- Assignment: The word "reason" occurs in some lines of the listing. Copy those lines.

- Material provided:
══════════
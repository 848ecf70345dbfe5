//! Drives [`ClientQueue`] with a real clock and timer.
//!
//! The driver does no I/O. Server messages go in through
//! [`PromotionDriver::handle_server_message`]; the confirmation to send comes
//! out of [`PromotionDriver::confirm_due`] once the timer fires.

use std::time::Duration;
use tokio::sync::mpsc;
use tracing::{debug, info};

use conference_queue::{ClientQueue, EntryId, QueueStats, RejectionOutcome, RenderState, TeacherId};

use crate::ws::{ClientMessage, ServerMessage};

use super::timer::{ConfirmationTimer, TimerFired};

pub struct PromotionDriver {
    queue: ClientQueue,
    /// Counts from the last snapshot, for the finished-party totals.
    stats: Option<QueueStats>,
    confirm_delay: Duration,
    timer: Option<ConfirmationTimer>,
    /// Number of attempts started so far; the live timer carries the latest.
    attempts: u64,
    fired_tx: mpsc::Sender<TimerFired>,
    fired_rx: mpsc::Receiver<TimerFired>,
}

impl PromotionDriver {
    pub fn new(teacher_id: TeacherId, confirm_delay: Duration) -> Self {
        let (fired_tx, fired_rx) = mpsc::channel(4);
        Self {
            queue: ClientQueue::new(teacher_id),
            stats: None,
            confirm_delay,
            timer: None,
            attempts: 0,
            fired_tx,
            fired_rx,
        }
    }

    pub fn queue(&self) -> &ClientQueue {
        &self.queue
    }

    pub fn teacher_id(&self) -> &TeacherId {
        self.queue.teacher_id()
    }

    pub fn render_state(&self) -> RenderState {
        RenderState::build(self.queue.local(), self.stats.as_ref())
    }

    /// Apply one message from the room. Returns true if the displayed queue
    /// may have changed.
    pub fn handle_server_message(&mut self, msg: &ServerMessage) -> bool {
        if msg.teacher_id() != Some(self.queue.teacher_id()) {
            return false;
        }
        match msg {
            ServerMessage::QueueSnapshot {
                queue,
                version,
                stats,
                ..
            } => {
                self.stats = Some(*stats);
                if let Some(superseded) = self.queue.apply_snapshot(queue.clone()) {
                    debug!(entry = %superseded.candidate, version, "Snapshot superseded pending promotion");
                }
                self.cancel_timer();
                self.render_pass();
                true
            }
            ServerMessage::PromotionRejected {
                entry_id, reason, ..
            } => match self.queue.apply_rejection(entry_id.as_ref()) {
                RejectionOutcome::RolledBack(candidate) => {
                    info!(entry = %candidate, %reason, "Promotion rejected, rolled back");
                    self.cancel_timer();
                    true
                }
                RejectionOutcome::Ignored => false,
            },
            _ => false,
        }
    }

    /// Try an optimistic promotion, arming the confirmation timer if one starts.
    pub fn render_pass(&mut self) -> Option<EntryId> {
        let now = tokio::time::Instant::now().into_std();
        let candidate = self.queue.render_pass(now)?;
        self.attempts += 1;
        debug!(
            entry = %candidate,
            attempt = self.attempts,
            delay_ms = self.confirm_delay.as_millis() as u64,
            "Optimistic promotion"
        );
        self.timer = Some(ConfirmationTimer::start(
            self.attempts,
            candidate.clone(),
            self.confirm_delay,
            self.fired_tx.clone(),
        ));
        Some(candidate)
    }

    /// Wait for a timer to fire. Pending forever if none is armed.
    pub async fn next_fired(&mut self) -> Option<TimerFired> {
        self.fired_rx.recv().await
    }

    /// The confirm request to send for a fired timer, if it is still wanted.
    ///
    /// Only the timer of the live attempt counts. A firing left in the channel
    /// by an earlier attempt for the same candidate is dropped.
    pub fn confirm_due(&mut self, fired: &TimerFired) -> Option<ClientMessage> {
        let live = self.timer.as_ref().map(ConfirmationTimer::attempt);
        if live != Some(fired.attempt) {
            debug!(entry = %fired.candidate, attempt = fired.attempt, "Ignoring stale timer");
            return None;
        }
        if !self.queue.begin_confirmation(&fired.candidate) {
            return None;
        }
        self.timer = None;
        Some(ClientMessage::ConfirmPromotion {
            teacher_id: self.queue.teacher_id().clone(),
            entry_id: fired.candidate.clone(),
        })
    }

    /// Forget optimistic state after the connection dropped.
    pub fn reset_for_reconnect(&mut self) {
        if let Some(attempt) = self.queue.reset_for_reconnect() {
            debug!(entry = %attempt.candidate, "Dropped pending promotion on disconnect");
        }
        self.cancel_timer();
    }

    fn cancel_timer(&mut self) {
        if let Some(timer) = self.timer.take() {
            timer.cancel();
        }
    }
}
══════════
- Task response:
                entry_id, reason, ..
                    info!(entry = %candidate, %reason, "Promotion rejected, rolled back");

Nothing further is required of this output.